*** RECORDS SUPPLIED Section Begins ***

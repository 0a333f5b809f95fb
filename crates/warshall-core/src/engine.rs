// SPDX-License-Identifier: Apache-2.0
// © James Ross Ω FLYING•ROBOTS <https://github.com/flyingrobots>
//! The all-pairs shortest-path engine.
//!
//! Three phases, each a distinct type so results cannot be observed early:
//!
//! ```text
//! AdjacencyMatrix ──initialize──▶ InitialState ──relax──▶ RelaxedState ──▶ Solution
//! ```
//!
//! Relaxation runs exactly `order` rounds with vertex `k` as the fixed pivot
//! of round `k`, and snapshots the whole distance matrix after each round.

use tracing::{debug, debug_span};

use crate::config::EngineConfig;
use crate::distance::Distance;
use crate::error::EngineError;
use crate::matrix::{AdjacencyMatrix, DistanceMatrix, NextHopMatrix};
use crate::path::{self, PathRecord};
use crate::shard;

/// Distance matrix as it stood after one relaxation round.
#[derive(Debug, Clone, PartialEq)]
#[cfg_attr(feature = "serde", derive(serde::Serialize))]
pub struct IterationSnapshot {
    /// Zero-based pivot vertex of the round.
    pub round: usize,
    /// Entries the round shortened.
    pub improvements: usize,
    /// Deep copy of the distances after the round.
    pub distances: DistanceMatrix,
}

/// Everything a display layer needs from one run.
#[derive(Debug, Clone, PartialEq)]
#[cfg_attr(feature = "serde", derive(serde::Serialize))]
pub struct Solution {
    /// Final shortest distances.
    pub distances: DistanceMatrix,
    /// One snapshot per round, in round order.
    pub snapshots: Vec<IterationSnapshot>,
    /// One record per reachable ordered pair, row-major.
    pub paths: Vec<PathRecord>,
}

/// Entry point: validates input against its [`EngineConfig`] and seeds the
/// distance and next-hop tables.
#[derive(Debug, Clone, Default)]
pub struct PathEngine {
    config: EngineConfig,
}

impl PathEngine {
    /// Engine with the given limits.
    pub fn new(config: EngineConfig) -> Self {
        Self { config }
    }

    /// Active configuration.
    pub fn config(&self) -> &EngineConfig {
        &self.config
    }

    /// Seed distances and next hops from `adjacency`.
    ///
    /// The diagonal becomes 0 with no next hop whatever the input says. Every
    /// finite off-diagonal weight is a direct edge.
    pub fn initialize(&self, adjacency: &AdjacencyMatrix) -> Result<InitialState, EngineError> {
        let order = adjacency.order();
        if order > self.config.max_vertices {
            return Err(EngineError::VertexLimitExceeded {
                order,
                max: self.config.max_vertices,
            });
        }

        let mut distances = DistanceMatrix::filled(order, Distance::Infinite);
        let mut next_hops = NextHopMatrix::filled(order, None);
        for source in 0..order {
            for target in 0..order {
                if source == target {
                    distances[(source, target)] = Distance::ZERO;
                    continue;
                }
                let weight = adjacency[(source, target)];
                if weight.is_finite() {
                    distances[(source, target)] = weight;
                    next_hops[(source, target)] = Some(target);
                }
            }
        }

        Ok(InitialState {
            distances,
            next_hops,
            workers: self.config.effective_workers(order),
        })
    }

    /// Initialize, relax and reconstruct in one call.
    pub fn solve(&self, adjacency: &AdjacencyMatrix) -> Result<Solution, EngineError> {
        let span = debug_span!("solve", order = adjacency.order());
        let _guard = span.enter();

        let relaxed = self.initialize(adjacency)?.relax();
        let solution = relaxed.into_solution();
        debug!(paths = solution.paths.len(), "solve complete");
        Ok(solution)
    }
}

/// Tables after initialization, before any round has run.
#[derive(Debug, Clone, PartialEq)]
pub struct InitialState {
    distances: DistanceMatrix,
    next_hops: NextHopMatrix,
    workers: usize,
}

impl InitialState {
    /// Seeded distances.
    pub fn distances(&self) -> &DistanceMatrix {
        &self.distances
    }

    /// Seeded next hops.
    pub fn next_hops(&self) -> &NextHopMatrix {
        &self.next_hops
    }

    /// Run all `order` rounds. Never exits early.
    pub fn relax(self) -> RelaxedState {
        let Self {
            mut distances,
            mut next_hops,
            workers,
        } = self;
        let order = distances.order();
        let mut snapshots = Vec::with_capacity(order);

        for round in 0..order {
            let improvements = shard::relax_round(round, &mut distances, &mut next_hops, workers);
            debug!(round, improvements, workers, "relaxation round complete");
            snapshots.push(IterationSnapshot {
                round,
                improvements,
                distances: distances.clone(),
            });
        }

        RelaxedState {
            distances,
            next_hops,
            snapshots,
        }
    }
}

/// Tables after every round has run.
#[derive(Debug, Clone, PartialEq)]
pub struct RelaxedState {
    distances: DistanceMatrix,
    next_hops: NextHopMatrix,
    snapshots: Vec<IterationSnapshot>,
}

impl RelaxedState {
    /// Final distances.
    pub fn distances(&self) -> &DistanceMatrix {
        &self.distances
    }

    /// Final next hops.
    pub fn next_hops(&self) -> &NextHopMatrix {
        &self.next_hops
    }

    /// Per-round snapshots, in round order.
    pub fn snapshots(&self) -> &[IterationSnapshot] {
        &self.snapshots
    }

    /// Shortest path for one pair. `None` for the diagonal, for out-of-range
    /// vertices and for unreachable pairs.
    pub fn path(&self, source: usize, target: usize) -> Option<PathRecord> {
        path::record(&self.distances, &self.next_hops, source, target)
    }

    /// Records for every reachable ordered pair, row-major, diagonal skipped.
    pub fn reconstruct_all_paths(&self) -> Vec<PathRecord> {
        path::all_records(&self.distances, &self.next_hops)
    }

    /// Reconstruct all paths and package the results.
    pub fn into_solution(self) -> Solution {
        let paths = self.reconstruct_all_paths();
        Solution {
            distances: self.distances,
            snapshots: self.snapshots,
            paths,
        }
    }
}

#[cfg(test)]
#[allow(clippy::unwrap_used)]
mod tests {
    use super::*;
    use crate::matrix::SquareMatrix;

    fn d(v: f64) -> Distance {
        Distance::Finite(v)
    }

    #[test]
    fn initialize_zeroes_diagonal_and_seeds_direct_edges() {
        let inf = Distance::Infinite;
        let adjacency =
            SquareMatrix::from_rows(vec![vec![d(9.0), d(2.0)], vec![inf, inf]]).unwrap();
        let state = PathEngine::default().initialize(&adjacency).unwrap();

        assert_eq!(state.distances()[(0, 0)], Distance::ZERO);
        assert_eq!(state.distances()[(1, 1)], Distance::ZERO);
        assert_eq!(state.distances()[(0, 1)], d(2.0));
        assert_eq!(state.distances()[(1, 0)], inf);
        assert_eq!(state.next_hops()[(0, 1)], Some(1));
        assert_eq!(state.next_hops()[(1, 0)], None);
        assert_eq!(state.next_hops()[(0, 0)], None);
    }

    #[test]
    fn vertex_limit_is_enforced() {
        let engine = PathEngine::new(EngineConfig {
            max_vertices: 2,
            ..EngineConfig::default()
        });
        let adjacency = SquareMatrix::filled(3, Distance::Infinite);
        assert_eq!(
            engine.initialize(&adjacency).unwrap_err(),
            EngineError::VertexLimitExceeded { order: 3, max: 2 }
        );
    }

    #[test]
    fn empty_graph_solves_to_empty_outputs() {
        let adjacency: AdjacencyMatrix = SquareMatrix::from_rows(Vec::new()).unwrap();
        let solution = PathEngine::default().solve(&adjacency).unwrap();
        assert!(solution.distances.is_empty());
        assert!(solution.snapshots.is_empty());
        assert!(solution.paths.is_empty());
    }

    #[test]
    fn single_vertex_has_one_snapshot_and_no_paths() {
        let adjacency = SquareMatrix::filled(1, d(5.0));
        let solution = PathEngine::default().solve(&adjacency).unwrap();
        assert_eq!(solution.snapshots.len(), 1);
        assert_eq!(solution.distances[(0, 0)], Distance::ZERO);
        assert!(solution.paths.is_empty());
    }

    #[test]
    fn path_lookup_handles_out_of_range_and_diagonal() {
        let adjacency =
            SquareMatrix::from_rows(vec![vec![d(0.0), d(1.0)], vec![d(1.0), d(0.0)]]).unwrap();
        let relaxed = PathEngine::default().initialize(&adjacency).unwrap().relax();
        assert!(relaxed.path(0, 0).is_none());
        assert!(relaxed.path(0, 5).is_none());
        assert_eq!(relaxed.path(1, 0).unwrap().path, vec![1, 0]);
    }
}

*** RECORDS SUPPLIED Section Ends ***

WHAT THIS TASK INVOLVES: Extract every line containing the string "Infinite" from the material.

ANSWER FOR THIS EXERCISE:
        let mut distances = DistanceMatrix::filled(order, Distance::Infinite);
        let inf = Distance::Infinite;
        let adjacency = SquareMatrix::filled(3, Distance::Infinite);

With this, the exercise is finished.